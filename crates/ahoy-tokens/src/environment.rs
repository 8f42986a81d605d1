//! Default providers: system clock, uuid v4 ids, and a machine-id based
//! device identifier.

use std::path::PathBuf;

use chrono::{DateTime, Utc};

use ahoy_core::{Clock, DeviceIdProvider, IdGenerator};

/// Wall clock in UTC.
#[derive(Debug, Clone, Copy, Default)]
pub struct SystemClock;

impl Clock for SystemClock {
    fn now(&self) -> DateTime<Utc> {
        Utc::now()
    }
}

/// Random (v4) UUIDs in hyphenated form.
#[derive(Debug, Clone, Copy, Default)]
pub struct UuidGenerator;

impl IdGenerator for UuidGenerator {
    fn generate(&self) -> String {
        uuid::Uuid::new_v4().to_string()
    }
}

/// Locations of the OS machine id, in lookup order.
pub const MACHINE_ID_PATHS: [&str; 2] = ["/etc/machine-id", "/var/lib/dbus/machine-id"];

const DERIVE_KEY_CONTEXT: &str = "ahoy-rs 2024 visitor token from machine id";

/// Derives a stable, UUID-shaped device id from the OS machine id.
///
/// The raw machine id is never sent: it is hashed together with a namespace,
/// so two applications on one host see unrelated ids. Returns `None` where
/// no machine id exists (the visitor slot then falls back to a random id).
#[derive(Debug, Clone)]
pub struct MachineIdProvider {
    namespace: String,
    sources: Vec<PathBuf>,
}

impl MachineIdProvider {
    pub fn new(namespace: impl Into<String>) -> Self {
        Self::with_sources(namespace, MACHINE_ID_PATHS.iter().map(PathBuf::from).collect())
    }

    pub fn with_sources(namespace: impl Into<String>, sources: Vec<PathBuf>) -> Self {
        Self {
            namespace: namespace.into(),
            sources,
        }
    }

    fn read_machine_id(&self) -> Option<String> {
        self.sources.iter().find_map(|path| {
            let raw = std::fs::read_to_string(path).ok()?;
            let trimmed = raw.trim();
            (!trimmed.is_empty()).then(|| trimmed.to_string())
        })
    }
}

impl DeviceIdProvider for MachineIdProvider {
    fn device_id(&self) -> Option<String> {
        let machine_id = self.read_machine_id()?;

        let mut hasher = blake3::Hasher::new_derive_key(DERIVE_KEY_CONTEXT);
        hasher.update(self.namespace.as_bytes());
        hasher.update(&[0]);
        hasher.update(machine_id.as_bytes());
        let digest = hasher.finalize();

        let mut bytes = [0u8; 16];
        bytes.copy_from_slice(&digest.as_bytes()[..16]);
        Some(uuid::Builder::from_random_bytes(bytes).into_uuid().to_string())
    }
}
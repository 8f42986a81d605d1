//! Error handling for the Ahoy client.
//! One error enum per subsystem, `thiserror` only.

pub mod config_error;
pub mod storage_error;
pub mod tracking_error;
pub mod transport_error;

pub use config_error::ConfigError;
pub use storage_error::StorageError;
pub use tracking_error::TrackingError;
pub use transport_error::TransportError;

/// Top-level error returned by every fallible client operation.
#[derive(Debug, thiserror::Error)]
pub enum AhoyError {
    #[error(transparent)]
    Tracking(#[from] TrackingError),

    #[error(transparent)]
    Transport(#[from] TransportError),

    #[error(transparent)]
    Storage(#[from] StorageError),

    #[error(transparent)]
    Config(#[from] ConfigError),

    #[error("serialization error: {0}")]
    Serialization(#[from] serde_json::Error),
}

pub type AhoyResult<T> = Result<T, AhoyError>;

impl AhoyError {
    /// The tracking-level error, if this is one.
    pub fn as_tracking(&self) -> Option<&TrackingError> {
        match self {
            AhoyError::Tracking(e) => Some(e),
            _ => None,
        }
    }
}
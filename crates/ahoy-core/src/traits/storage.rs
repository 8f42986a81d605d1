use crate::errors::StorageError;

/// Raw key-value persistence. Values are opaque bytes (JSON envelopes in practice).
pub trait KeyValueStore: Send + Sync {
    fn get(&self, key: &str) -> Result<Option<Vec<u8>>, StorageError>;

    fn set(&self, key: &str, value: &[u8]) -> Result<(), StorageError>;

    fn remove(&self, key: &str) -> Result<(), StorageError>;
}
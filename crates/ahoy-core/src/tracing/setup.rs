//! Tracing initialization and configuration.

use std::sync::Once;

use tracing_subscriber::{fmt, prelude::*, EnvFilter};

use crate::config::defaults;

static INIT: Once = Once::new();

/// Initialize the Ahoy tracing/logging system.
///
/// Reads the `AHOY_LOG` environment variable for per-module log levels.
/// Format: `AHOY_LOG=ahoy_client=debug,ahoy_tokens=info`
///
/// Falls back to `ahoy=info` if `AHOY_LOG` is not set or is invalid.
///
/// This function is idempotent; a subscriber installed elsewhere is left alone.
pub fn init_tracing() {
    INIT.call_once(|| {
        let filter = EnvFilter::try_from_env(defaults::LOG_ENV_VAR)
            .unwrap_or_else(|_| EnvFilter::new(defaults::DEFAULT_LOG_FILTER));

        let _ = tracing_subscriber::registry()
            .with(
                fmt::layer()
                    .with_target(true)
                    .with_thread_ids(true)
                    .with_file(true)
                    .with_line_number(true),
            )
            .with(filter)
            .try_init();
    });
}

/// Initialize tracing with a custom filter string and JSON output (for
/// embedding in services that ship structured logs).
pub fn init_tracing_with_filter(filter: &str) {
    let filter = EnvFilter::new(filter);

    let _ = tracing_subscriber::fmt()
        .with_env_filter(filter)
        .with_target(true)
        .json()
        .try_init();
}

____________________

## Your objective
Exactly as written, please reproduce the lines from the first line of the data to the line containing "hasher.update(&[0]);", inclusive, and nothing else.

## Answer section
filename crates/ahoy-tokens/src/environment.rs
repository 8f42986a81d605d1
//! Default providers: system clock, uuid v4 ids, and a machine-id based
//! device identifier.

use std::path::PathBuf;

use chrono::{DateTime, Utc};

use ahoy_core::{Clock, DeviceIdProvider, IdGenerator};

/// Wall clock in UTC.
#[derive(Debug, Clone, Copy, Default)]
pub struct SystemClock;

impl Clock for SystemClock {
    fn now(&self) -> DateTime<Utc> {
        Utc::now()
    }
}

/// Random (v4) UUIDs in hyphenated form.
#[derive(Debug, Clone, Copy, Default)]
pub struct UuidGenerator;

impl IdGenerator for UuidGenerator {
    fn generate(&self) -> String {
        uuid::Uuid::new_v4().to_string()
    }
}

/// Locations of the OS machine id, in lookup order.
pub const MACHINE_ID_PATHS: [&str; 2] = ["/etc/machine-id", "/var/lib/dbus/machine-id"];

const DERIVE_KEY_CONTEXT: &str = "ahoy-rs 2024 visitor token from machine id";

/// Derives a stable, UUID-shaped device id from the OS machine id.
///
/// The raw machine id is never sent: it is hashed together with a namespace,
/// so two applications on one host see unrelated ids. Returns `None` where
/// no machine id exists (the visitor slot then falls back to a random id).
#[derive(Debug, Clone)]
pub struct MachineIdProvider {
    namespace: String,
    sources: Vec<PathBuf>,
}

impl MachineIdProvider {
    pub fn new(namespace: impl Into<String>) -> Self {
        Self::with_sources(namespace, MACHINE_ID_PATHS.iter().map(PathBuf::from).collect())
    }

    pub fn with_sources(namespace: impl Into<String>, sources: Vec<PathBuf>) -> Self {
        Self {
            namespace: namespace.into(),
            sources,
        }
    }

    fn read_machine_id(&self) -> Option<String> {
        self.sources.iter().find_map(|path| {
            let raw = std::fs::read_to_string(path).ok()?;
            let trimmed = raw.trim();
            (!trimmed.is_empty()).then(|| trimmed.to_string())
        })
    }
}

impl DeviceIdProvider for MachineIdProvider {
    fn device_id(&self) -> Option<String> {
        let machine_id = self.read_machine_id()?;

        let mut hasher = blake3::Hasher::new_derive_key(DERIVE_KEY_CONTEXT);
        hasher.update(self.namespace.as_bytes());
        hasher.update(&[0]);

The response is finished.